BRIEF:
Copy all lines containing the string "that" from the records below.

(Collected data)
══════════

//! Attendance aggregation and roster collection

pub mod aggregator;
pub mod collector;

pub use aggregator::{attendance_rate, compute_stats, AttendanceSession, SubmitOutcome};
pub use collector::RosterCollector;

══════════

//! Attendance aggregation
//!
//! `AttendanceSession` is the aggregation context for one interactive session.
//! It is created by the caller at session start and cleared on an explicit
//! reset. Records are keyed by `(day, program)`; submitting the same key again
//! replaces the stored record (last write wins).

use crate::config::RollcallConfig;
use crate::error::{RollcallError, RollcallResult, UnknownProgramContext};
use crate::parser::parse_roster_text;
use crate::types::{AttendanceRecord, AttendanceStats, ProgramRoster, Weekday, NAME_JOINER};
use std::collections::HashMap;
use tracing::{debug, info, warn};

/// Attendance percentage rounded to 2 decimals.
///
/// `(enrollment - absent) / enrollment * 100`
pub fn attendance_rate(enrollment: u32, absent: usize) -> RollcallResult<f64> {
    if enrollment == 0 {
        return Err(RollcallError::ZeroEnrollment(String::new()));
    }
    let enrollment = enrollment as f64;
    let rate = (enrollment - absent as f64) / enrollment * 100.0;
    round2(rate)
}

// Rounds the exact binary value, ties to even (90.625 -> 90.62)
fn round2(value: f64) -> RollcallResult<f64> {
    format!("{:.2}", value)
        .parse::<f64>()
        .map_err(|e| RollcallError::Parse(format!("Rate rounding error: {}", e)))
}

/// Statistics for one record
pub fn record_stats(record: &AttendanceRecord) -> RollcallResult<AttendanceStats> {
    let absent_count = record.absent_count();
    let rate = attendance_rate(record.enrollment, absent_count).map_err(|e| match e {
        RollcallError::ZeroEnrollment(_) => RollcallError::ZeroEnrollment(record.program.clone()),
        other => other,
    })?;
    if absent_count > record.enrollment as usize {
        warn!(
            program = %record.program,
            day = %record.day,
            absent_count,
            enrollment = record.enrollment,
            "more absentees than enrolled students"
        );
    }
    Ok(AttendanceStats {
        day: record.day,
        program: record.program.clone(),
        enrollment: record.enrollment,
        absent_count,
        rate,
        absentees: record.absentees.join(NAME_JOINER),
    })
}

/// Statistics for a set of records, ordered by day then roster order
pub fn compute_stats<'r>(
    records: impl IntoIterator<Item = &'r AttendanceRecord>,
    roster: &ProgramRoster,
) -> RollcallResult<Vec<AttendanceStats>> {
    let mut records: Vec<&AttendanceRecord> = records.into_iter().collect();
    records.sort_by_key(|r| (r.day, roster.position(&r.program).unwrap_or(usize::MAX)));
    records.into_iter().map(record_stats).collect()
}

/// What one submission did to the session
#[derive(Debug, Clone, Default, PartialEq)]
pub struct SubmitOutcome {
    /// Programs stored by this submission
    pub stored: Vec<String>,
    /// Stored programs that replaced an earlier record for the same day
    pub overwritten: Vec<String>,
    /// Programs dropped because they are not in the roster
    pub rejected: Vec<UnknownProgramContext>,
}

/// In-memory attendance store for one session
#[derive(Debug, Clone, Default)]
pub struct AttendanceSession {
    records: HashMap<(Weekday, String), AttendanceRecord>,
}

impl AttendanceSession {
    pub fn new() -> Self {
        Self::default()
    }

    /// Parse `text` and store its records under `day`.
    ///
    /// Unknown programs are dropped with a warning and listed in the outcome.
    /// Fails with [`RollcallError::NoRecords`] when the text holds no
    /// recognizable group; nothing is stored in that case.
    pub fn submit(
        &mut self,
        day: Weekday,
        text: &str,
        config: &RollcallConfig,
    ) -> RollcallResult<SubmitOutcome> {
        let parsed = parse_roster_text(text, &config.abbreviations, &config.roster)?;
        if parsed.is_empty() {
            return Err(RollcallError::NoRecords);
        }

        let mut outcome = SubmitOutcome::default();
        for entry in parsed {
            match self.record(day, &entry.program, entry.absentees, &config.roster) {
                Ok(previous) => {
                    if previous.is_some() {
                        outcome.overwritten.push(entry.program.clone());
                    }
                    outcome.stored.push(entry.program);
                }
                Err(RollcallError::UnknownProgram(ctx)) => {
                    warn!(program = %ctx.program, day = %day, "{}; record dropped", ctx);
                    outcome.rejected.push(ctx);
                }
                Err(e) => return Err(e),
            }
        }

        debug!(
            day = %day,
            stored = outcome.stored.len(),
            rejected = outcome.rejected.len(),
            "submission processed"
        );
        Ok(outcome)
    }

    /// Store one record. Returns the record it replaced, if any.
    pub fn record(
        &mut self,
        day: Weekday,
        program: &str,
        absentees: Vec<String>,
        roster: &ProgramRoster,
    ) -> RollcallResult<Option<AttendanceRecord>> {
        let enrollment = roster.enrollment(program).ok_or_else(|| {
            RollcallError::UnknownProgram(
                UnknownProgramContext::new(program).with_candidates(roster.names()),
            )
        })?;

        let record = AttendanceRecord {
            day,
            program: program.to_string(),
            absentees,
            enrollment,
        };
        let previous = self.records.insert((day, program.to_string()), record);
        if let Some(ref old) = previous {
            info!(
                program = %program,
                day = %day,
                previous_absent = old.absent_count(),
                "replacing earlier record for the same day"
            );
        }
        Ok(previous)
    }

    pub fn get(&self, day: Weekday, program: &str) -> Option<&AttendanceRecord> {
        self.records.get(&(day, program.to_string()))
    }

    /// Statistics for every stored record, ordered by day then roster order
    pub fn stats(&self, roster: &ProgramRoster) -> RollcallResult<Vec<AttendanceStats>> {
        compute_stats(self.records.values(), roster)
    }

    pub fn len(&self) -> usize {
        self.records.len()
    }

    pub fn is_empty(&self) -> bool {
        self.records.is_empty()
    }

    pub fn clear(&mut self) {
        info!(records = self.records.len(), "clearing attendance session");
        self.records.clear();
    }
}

══════════

RESPONSE BOX:
    /// Stored programs that replaced an earlier record for the same day
    /// recognizable group; nothing is stored in that case.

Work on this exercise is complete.